Newbie To Cooking Seeking Some Basic Advice
Posted 08 January 2011 - 09:49 AM
1.) If I make a soup consisting of chicken stock, canned chicken breast, onions, garlic, carrots, and some salt, and then refrigerate it, how long would that last before going bad?
2.) I don't want to have to peel an onion every time I am going to use it. Lets say I slice one onion into 15 pieces, put them in a Ziploc bag, and put that in my refrigerator. How long will it last before going bad?
3.) If I make my own nutrition shakes (apricot, water, pineapple, carrots, and vanilla extract)OR (broccoli, radish, spinach, and a little bit of ginger), pour them out of the blender into a glass bottle, and then put them in the fridge, about how long will they last? And, I'm assuming they will probably become thick, so then is the solution to just re-blend them?
4.) If I don't feel like using a microwave, what's the best way to re-heat meat? rice?
Posted 08 January 2011 - 10:00 AM
Posted 08 January 2011 - 10:34 AM
Posted 08 January 2011 - 10:45 AM
Wow, that's tough, I sorry I didn't realize you were dealing with a space issue as well. I hope you find the answers you are looking for.
Thanks, but I am only dealing with a mini-fridge, and, while it is not "that" mini, it doesn't really have a freezer. I don't want to deal with chopping or slicing the onions. I know I must sound extremely lazy right now, but I do have fatigue issues. I want to just be able to open the fridge, grab my Ziploc bag of already peeled onions, and throw a few into the pot or pan.
Posted 08 January 2011 - 11:06 AM
They recommend soups or stews with meat or poultry to be kept for 3-4 days max. I can't answer you on the protein shakes, perhaps they would be in the same category as vegetables?

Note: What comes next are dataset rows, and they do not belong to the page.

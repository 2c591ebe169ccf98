use clap::Subcommand;
use pomoguard_core::history::{for_queue, local_day_start, summarize};
use pomoguard_core::storage::records;
use pomoguard_core::{Clock, Database, SystemClock};

#[derive(Subcommand)]
pub enum HistoryAction {
    /// List finished phases, newest first
    List {
        /// Only entries of this queue
        #[arg(long, conflicts_with = "current")]
        queue: Option<String>,
        /// Only entries of the running queue
        #[arg(long)]
        current: bool,
        /// Maximum number of entries
        #[arg(long, default_value = "20")]
        limit: usize,
        /// Output as JSON
        #[arg(long)]
        json: bool,
    },
    /// Totals over the history
    Stats {
        /// Only phases that ended today
        #[arg(long)]
        today: bool,
    },
}

pub fn run(action: HistoryAction) -> Result<(), Box<dyn std::error::Error>> {
    let db = Database::open()?;
    let history = records::load_history(&db)?;

    match action {
        HistoryAction::List {
            queue,
            current,
            limit,
            json,
        } => {
            let queue = if current {
                records::current_queue(&db)?.map(|q| q.id)
            } else {
                queue
            };
            let mut entries: Vec<_> = match (&queue, current) {
                (Some(id), _) => for_queue(&history, id),
                // --current with no running queue shows nothing.
                (None, true) => Vec::new(),
                (None, false) => history.iter().rev().collect(),
            };
            entries.truncate(limit);

            if json {
                println!("{}", serde_json::to_string_pretty(&entries)?);
            } else if entries.is_empty() {
                eprintln!("no history");
            } else {
                for entry in entries {
                    let ended = pomoguard_core::events::timestamp(entry.ended_at)
                        .with_timezone(&chrono::Local);
                    println!(
                        "{}  {:<12} {:>4} min  {}",
                        ended.format("%Y-%m-%d %H:%M"),
                        entry.title,
                        entry.duration_ms / 60_000,
                        entry.queue_id.as_deref().unwrap_or("-"),
                    );
                }
            }
        }
        HistoryAction::Stats { today } => {
            let since = today.then(|| local_day_start(SystemClock.now_ms()));
            let summary = summarize(&history, since);
            println!("{}", serde_json::to_string_pretty(&summary)?);
        }
    }
    Ok(())
}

When you ask about options for reheating without a microwave--are you living in a dorm room or something?
If you have a kitchen, obviously your options are you reheat anything liquidy on the stove top and anything that can be crunchy/crispy in the oven at low heat. Rice can be reheated on the stove be adding a little more water, turning it on low and stirring every few minutes until warmed through and extra water is absorbed.
If you don't have a kitchen then you will want to buy a hot pot or a single buner with a pan or a toaster oven or a slow cooker. A small slow cooker with a warming option might be of most use to you becaus eyou could make the soup in the slow cooker and then once it's cooked, put it int he slow cooker again the next day on warm to reheat. It does take several hours to warm through using the warm setting but it doesn't cook the soup much more than it was alreayd cooked so you shouldn't have to worrry abotu burnign aroudn the edges.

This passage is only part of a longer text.